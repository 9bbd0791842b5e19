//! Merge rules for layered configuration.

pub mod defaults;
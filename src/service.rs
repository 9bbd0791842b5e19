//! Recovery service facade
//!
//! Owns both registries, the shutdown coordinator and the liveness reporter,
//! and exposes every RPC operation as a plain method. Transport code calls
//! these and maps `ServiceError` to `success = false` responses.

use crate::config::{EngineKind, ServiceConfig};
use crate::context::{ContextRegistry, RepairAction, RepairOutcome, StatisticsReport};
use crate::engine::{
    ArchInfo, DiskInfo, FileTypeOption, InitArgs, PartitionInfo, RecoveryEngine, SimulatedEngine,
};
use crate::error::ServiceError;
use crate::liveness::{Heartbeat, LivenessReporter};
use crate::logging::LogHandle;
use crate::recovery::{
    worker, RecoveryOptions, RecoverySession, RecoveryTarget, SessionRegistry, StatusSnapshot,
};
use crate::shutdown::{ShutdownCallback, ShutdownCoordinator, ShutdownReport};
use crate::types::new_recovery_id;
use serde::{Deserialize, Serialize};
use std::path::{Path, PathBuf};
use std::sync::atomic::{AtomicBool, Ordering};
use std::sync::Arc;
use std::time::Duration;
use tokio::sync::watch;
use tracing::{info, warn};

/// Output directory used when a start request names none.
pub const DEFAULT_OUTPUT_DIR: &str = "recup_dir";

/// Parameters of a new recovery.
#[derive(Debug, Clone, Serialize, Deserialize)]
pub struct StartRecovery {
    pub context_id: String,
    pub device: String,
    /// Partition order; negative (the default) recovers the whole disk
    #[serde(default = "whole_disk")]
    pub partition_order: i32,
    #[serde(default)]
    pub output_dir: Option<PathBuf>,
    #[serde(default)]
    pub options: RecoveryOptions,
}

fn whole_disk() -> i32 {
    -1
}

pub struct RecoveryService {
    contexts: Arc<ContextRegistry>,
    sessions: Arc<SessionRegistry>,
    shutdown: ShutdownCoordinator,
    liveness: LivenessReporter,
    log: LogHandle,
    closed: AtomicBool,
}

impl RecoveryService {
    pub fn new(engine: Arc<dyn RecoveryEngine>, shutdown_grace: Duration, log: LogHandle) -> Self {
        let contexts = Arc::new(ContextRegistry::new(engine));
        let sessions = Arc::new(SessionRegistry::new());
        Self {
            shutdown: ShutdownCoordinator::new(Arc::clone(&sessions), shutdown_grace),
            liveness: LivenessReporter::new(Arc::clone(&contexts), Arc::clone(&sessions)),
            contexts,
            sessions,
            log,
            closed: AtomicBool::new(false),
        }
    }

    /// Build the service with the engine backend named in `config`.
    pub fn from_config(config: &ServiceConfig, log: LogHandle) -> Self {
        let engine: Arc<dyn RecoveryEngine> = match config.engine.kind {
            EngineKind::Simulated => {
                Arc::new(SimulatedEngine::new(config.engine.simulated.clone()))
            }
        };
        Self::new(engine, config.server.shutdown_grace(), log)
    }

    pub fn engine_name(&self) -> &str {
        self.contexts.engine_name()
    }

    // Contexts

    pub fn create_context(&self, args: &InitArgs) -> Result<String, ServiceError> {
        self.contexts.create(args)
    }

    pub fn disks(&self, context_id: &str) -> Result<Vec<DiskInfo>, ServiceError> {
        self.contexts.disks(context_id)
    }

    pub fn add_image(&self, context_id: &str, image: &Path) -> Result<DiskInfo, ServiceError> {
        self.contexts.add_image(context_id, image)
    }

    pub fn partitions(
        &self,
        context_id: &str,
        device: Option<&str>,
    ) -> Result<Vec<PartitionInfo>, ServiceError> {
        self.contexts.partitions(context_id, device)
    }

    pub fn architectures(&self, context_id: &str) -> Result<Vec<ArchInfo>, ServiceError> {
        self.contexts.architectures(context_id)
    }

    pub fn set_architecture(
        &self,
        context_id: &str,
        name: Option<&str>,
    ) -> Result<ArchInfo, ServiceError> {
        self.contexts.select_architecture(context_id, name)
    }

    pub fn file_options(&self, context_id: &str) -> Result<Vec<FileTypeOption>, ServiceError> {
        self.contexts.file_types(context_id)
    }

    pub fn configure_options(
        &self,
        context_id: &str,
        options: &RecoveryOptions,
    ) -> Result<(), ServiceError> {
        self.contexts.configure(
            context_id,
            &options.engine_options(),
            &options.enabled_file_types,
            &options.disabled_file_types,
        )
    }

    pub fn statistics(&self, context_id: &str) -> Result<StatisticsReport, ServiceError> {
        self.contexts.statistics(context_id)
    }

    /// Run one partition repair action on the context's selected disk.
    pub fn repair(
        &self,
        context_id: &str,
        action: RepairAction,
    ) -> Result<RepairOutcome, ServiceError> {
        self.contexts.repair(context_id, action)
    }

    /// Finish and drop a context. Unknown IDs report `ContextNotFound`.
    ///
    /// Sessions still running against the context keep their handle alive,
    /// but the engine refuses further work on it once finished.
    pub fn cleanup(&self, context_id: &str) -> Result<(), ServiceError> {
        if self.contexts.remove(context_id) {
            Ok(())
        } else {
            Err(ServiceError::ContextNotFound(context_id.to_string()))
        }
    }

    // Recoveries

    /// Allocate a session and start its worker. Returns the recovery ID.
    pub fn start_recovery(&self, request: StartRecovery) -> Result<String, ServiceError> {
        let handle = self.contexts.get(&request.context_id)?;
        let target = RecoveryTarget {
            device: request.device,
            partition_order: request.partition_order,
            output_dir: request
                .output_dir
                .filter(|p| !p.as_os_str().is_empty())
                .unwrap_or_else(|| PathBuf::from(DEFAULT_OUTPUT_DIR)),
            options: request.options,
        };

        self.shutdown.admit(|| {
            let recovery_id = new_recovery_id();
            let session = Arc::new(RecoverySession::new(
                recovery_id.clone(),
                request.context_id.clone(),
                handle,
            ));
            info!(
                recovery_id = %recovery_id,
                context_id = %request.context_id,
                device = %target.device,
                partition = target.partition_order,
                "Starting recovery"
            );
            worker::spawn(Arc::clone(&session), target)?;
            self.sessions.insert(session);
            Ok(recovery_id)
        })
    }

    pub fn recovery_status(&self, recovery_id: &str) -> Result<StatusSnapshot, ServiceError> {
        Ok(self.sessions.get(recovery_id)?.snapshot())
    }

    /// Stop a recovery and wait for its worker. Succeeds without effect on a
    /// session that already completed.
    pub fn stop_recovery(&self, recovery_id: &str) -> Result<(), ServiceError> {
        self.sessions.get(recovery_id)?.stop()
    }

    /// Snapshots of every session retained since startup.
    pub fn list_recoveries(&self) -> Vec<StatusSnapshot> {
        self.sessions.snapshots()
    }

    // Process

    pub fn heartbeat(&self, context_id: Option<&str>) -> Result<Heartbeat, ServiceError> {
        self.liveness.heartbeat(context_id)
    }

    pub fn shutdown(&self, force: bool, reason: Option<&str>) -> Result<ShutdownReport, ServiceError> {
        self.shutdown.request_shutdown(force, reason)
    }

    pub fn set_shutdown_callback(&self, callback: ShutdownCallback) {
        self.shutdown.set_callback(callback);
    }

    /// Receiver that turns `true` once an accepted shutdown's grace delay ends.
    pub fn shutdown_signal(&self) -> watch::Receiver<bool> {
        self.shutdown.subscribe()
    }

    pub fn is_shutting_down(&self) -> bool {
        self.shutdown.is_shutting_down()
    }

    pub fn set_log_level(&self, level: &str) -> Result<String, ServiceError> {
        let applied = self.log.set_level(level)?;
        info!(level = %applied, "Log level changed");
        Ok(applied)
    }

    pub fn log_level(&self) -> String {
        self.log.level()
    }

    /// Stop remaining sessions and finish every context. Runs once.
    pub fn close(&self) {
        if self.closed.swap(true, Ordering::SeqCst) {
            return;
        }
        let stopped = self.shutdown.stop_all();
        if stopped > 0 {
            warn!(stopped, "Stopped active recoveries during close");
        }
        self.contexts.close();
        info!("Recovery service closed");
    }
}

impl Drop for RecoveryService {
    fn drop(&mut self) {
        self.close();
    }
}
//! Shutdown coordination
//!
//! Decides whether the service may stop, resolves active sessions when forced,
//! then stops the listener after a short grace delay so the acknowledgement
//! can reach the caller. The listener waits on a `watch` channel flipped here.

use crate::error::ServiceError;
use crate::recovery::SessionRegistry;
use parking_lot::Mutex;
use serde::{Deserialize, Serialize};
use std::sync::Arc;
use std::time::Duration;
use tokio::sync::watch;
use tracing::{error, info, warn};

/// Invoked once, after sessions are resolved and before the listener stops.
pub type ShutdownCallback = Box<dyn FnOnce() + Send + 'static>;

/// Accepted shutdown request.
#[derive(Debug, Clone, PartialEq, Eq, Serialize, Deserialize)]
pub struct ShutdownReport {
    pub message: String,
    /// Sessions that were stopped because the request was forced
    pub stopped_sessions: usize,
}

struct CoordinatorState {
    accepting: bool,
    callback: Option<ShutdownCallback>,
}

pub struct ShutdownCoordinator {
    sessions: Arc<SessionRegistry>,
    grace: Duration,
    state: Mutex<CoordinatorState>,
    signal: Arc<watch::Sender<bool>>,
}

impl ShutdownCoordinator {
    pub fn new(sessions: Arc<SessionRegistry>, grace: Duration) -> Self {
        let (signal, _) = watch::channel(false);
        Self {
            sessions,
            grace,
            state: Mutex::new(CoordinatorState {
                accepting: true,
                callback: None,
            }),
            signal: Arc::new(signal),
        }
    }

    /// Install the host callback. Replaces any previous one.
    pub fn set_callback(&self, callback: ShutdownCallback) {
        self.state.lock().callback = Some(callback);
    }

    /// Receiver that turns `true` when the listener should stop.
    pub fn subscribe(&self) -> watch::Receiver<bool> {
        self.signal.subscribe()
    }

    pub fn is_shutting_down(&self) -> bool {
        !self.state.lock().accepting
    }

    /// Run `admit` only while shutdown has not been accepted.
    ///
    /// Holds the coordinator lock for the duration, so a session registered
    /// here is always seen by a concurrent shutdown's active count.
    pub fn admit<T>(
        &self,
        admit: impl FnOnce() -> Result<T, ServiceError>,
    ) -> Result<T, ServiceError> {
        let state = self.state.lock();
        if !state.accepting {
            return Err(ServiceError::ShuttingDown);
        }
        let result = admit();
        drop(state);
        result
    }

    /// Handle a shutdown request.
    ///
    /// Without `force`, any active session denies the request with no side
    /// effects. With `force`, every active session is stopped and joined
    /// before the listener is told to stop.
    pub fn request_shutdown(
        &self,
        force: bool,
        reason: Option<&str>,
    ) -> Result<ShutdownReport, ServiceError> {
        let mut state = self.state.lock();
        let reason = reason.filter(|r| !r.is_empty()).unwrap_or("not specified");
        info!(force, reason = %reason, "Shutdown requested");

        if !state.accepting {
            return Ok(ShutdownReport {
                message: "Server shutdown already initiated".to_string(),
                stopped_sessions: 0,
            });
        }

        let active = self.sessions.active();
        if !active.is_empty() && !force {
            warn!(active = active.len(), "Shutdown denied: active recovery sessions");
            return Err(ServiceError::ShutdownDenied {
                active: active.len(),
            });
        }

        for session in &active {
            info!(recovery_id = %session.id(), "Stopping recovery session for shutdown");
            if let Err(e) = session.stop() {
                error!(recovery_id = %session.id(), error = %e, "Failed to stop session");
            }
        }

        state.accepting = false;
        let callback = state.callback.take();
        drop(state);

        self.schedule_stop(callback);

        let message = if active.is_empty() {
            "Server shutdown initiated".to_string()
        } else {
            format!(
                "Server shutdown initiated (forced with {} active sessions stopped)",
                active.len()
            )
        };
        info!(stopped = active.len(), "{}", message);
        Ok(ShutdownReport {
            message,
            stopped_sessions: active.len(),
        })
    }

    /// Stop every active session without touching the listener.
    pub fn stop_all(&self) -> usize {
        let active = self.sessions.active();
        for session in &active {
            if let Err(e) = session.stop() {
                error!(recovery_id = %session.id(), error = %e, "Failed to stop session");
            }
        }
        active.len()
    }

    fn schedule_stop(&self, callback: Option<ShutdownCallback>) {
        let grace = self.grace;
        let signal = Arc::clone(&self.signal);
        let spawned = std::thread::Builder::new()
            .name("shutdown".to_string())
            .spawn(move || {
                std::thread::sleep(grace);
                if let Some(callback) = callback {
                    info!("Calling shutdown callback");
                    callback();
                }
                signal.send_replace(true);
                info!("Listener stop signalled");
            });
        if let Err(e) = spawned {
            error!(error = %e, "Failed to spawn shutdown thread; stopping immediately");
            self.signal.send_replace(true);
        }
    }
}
* * *
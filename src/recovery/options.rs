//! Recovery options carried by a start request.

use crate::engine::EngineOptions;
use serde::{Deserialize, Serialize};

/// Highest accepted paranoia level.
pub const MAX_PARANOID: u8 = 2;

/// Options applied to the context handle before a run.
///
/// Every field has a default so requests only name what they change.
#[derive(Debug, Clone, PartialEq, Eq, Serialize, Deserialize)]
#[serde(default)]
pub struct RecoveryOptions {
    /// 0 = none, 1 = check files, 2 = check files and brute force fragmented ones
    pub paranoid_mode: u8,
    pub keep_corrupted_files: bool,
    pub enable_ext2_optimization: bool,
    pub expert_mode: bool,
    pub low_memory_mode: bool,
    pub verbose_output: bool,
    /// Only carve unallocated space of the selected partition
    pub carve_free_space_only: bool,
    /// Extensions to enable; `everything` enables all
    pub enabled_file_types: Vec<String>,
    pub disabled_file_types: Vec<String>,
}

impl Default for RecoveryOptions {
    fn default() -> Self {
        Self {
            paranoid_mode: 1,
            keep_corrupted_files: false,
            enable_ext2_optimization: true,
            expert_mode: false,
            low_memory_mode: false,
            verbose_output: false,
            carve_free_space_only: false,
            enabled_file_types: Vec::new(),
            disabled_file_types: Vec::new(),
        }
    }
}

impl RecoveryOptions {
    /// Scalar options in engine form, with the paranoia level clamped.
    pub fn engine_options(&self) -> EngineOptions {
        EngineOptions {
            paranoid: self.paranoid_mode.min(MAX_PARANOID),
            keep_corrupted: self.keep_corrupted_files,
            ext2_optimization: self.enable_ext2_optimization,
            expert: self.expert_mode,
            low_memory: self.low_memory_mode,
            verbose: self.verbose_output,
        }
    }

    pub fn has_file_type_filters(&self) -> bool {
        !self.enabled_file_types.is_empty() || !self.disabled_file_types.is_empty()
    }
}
---
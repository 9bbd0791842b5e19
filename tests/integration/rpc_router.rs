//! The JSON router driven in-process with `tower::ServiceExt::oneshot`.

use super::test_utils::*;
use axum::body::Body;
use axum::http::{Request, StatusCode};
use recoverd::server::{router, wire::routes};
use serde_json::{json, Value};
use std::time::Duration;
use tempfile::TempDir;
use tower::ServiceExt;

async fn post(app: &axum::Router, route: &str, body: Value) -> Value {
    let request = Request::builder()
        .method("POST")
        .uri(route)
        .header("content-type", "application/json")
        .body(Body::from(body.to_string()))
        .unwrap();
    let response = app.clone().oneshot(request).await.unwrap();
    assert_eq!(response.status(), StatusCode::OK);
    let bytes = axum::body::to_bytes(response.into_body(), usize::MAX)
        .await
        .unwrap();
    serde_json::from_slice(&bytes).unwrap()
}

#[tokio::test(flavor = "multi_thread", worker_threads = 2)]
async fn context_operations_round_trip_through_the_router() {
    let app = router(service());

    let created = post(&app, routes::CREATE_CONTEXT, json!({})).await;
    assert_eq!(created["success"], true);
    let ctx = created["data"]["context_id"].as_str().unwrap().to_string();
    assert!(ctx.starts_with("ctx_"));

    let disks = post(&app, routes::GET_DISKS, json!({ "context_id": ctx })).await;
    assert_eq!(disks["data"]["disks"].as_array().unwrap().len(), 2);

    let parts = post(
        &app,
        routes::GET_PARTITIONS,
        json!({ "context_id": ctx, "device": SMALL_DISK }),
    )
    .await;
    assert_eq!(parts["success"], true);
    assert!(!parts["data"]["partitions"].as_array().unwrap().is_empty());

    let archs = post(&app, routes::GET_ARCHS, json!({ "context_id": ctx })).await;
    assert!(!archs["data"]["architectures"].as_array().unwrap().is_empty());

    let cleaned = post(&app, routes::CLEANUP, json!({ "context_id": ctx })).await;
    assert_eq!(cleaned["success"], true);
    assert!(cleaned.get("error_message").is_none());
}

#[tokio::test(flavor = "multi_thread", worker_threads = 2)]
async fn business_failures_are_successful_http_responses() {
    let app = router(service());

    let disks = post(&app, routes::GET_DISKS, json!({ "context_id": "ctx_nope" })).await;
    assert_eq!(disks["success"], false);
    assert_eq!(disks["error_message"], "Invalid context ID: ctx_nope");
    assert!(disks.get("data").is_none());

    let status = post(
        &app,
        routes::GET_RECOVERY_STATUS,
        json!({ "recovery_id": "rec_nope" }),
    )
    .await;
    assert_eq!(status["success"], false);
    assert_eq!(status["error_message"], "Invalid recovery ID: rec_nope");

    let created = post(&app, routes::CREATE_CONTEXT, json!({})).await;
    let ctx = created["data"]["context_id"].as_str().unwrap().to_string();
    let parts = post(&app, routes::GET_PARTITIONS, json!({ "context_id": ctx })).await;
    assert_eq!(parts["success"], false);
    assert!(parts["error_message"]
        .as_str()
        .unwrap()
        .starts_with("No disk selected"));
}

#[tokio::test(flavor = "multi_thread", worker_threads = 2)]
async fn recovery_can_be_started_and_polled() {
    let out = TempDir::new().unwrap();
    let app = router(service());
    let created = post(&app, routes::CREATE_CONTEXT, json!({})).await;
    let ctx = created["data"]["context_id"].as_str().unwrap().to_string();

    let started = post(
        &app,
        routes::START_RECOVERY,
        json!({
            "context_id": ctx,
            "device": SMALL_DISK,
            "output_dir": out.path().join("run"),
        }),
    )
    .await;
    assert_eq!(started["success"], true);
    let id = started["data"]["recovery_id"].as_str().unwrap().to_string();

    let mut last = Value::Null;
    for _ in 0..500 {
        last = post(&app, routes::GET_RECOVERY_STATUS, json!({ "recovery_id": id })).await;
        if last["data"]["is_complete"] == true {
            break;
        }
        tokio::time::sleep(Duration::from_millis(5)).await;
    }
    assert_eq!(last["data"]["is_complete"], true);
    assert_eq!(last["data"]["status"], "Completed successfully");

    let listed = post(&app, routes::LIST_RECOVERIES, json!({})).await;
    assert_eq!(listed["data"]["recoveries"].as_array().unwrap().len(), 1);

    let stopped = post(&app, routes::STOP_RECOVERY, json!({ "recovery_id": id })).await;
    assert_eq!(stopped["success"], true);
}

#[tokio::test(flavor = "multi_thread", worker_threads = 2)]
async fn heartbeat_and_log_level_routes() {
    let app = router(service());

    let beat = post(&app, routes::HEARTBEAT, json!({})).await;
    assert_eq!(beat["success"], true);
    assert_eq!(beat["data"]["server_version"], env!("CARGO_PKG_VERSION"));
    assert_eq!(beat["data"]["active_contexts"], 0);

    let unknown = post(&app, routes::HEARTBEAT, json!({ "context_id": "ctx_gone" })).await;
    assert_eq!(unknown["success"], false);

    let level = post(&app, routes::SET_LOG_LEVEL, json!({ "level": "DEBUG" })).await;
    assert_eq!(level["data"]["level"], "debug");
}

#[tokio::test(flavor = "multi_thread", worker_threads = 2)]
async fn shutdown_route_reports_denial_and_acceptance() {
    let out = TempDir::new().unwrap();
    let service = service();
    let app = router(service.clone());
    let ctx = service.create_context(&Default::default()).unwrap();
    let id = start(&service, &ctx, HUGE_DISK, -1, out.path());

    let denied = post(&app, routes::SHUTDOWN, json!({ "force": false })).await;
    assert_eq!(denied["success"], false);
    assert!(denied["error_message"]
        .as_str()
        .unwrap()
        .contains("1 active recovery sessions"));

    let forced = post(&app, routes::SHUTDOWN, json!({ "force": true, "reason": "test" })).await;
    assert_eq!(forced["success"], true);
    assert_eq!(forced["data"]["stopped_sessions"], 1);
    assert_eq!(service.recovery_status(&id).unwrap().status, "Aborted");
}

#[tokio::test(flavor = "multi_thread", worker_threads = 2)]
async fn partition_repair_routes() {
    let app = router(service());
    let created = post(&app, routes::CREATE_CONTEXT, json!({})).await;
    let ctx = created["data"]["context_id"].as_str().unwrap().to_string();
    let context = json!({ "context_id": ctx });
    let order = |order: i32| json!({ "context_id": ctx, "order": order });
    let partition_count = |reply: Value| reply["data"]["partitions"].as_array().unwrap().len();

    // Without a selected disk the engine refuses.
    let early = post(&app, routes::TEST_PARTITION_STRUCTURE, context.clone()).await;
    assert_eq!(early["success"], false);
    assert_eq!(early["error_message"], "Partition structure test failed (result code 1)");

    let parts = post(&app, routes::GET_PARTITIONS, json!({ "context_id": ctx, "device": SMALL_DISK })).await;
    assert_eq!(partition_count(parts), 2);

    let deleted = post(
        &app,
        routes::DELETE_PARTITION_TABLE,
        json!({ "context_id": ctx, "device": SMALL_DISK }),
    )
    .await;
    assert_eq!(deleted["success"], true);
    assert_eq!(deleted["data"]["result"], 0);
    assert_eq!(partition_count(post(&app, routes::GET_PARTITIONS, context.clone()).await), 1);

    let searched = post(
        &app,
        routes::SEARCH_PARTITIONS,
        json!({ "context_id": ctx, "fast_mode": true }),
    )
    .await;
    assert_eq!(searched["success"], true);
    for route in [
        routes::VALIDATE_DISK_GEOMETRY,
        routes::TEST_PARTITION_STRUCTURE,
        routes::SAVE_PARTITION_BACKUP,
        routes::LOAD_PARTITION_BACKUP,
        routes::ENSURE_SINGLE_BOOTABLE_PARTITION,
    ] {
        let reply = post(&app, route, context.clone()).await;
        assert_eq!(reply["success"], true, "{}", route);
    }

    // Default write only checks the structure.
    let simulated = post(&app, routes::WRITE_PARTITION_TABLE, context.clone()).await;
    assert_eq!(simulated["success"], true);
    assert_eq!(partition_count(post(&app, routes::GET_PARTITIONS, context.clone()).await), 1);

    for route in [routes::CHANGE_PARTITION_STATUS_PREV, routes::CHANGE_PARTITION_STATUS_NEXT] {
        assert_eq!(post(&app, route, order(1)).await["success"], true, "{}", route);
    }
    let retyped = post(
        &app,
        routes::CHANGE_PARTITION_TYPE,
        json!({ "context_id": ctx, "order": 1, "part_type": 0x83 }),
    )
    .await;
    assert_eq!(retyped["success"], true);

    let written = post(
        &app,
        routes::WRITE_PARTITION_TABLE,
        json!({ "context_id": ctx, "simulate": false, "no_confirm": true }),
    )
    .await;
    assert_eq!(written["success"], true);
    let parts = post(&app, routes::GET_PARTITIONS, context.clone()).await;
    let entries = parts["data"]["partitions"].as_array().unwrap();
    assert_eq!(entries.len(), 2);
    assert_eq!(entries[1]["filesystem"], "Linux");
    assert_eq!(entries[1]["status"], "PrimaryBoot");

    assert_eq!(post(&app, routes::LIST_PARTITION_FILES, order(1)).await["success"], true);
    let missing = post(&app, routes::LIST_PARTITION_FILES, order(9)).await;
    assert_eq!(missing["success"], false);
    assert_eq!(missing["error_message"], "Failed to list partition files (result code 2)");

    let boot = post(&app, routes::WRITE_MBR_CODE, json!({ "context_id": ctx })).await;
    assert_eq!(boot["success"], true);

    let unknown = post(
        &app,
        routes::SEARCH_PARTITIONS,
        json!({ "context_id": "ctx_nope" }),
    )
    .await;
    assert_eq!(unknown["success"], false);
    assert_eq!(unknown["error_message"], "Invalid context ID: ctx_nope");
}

**Assignment**
Read the data above. Pull out each line in which the string "early" appears.

**Problem solution**
    let early = post(&app, routes::TEST_PARTITION_STRUCTURE, context.clone()).await;
    assert_eq!(early["success"], false);
    assert_eq!(early["error_message"], "Partition structure test failed (result code 1)");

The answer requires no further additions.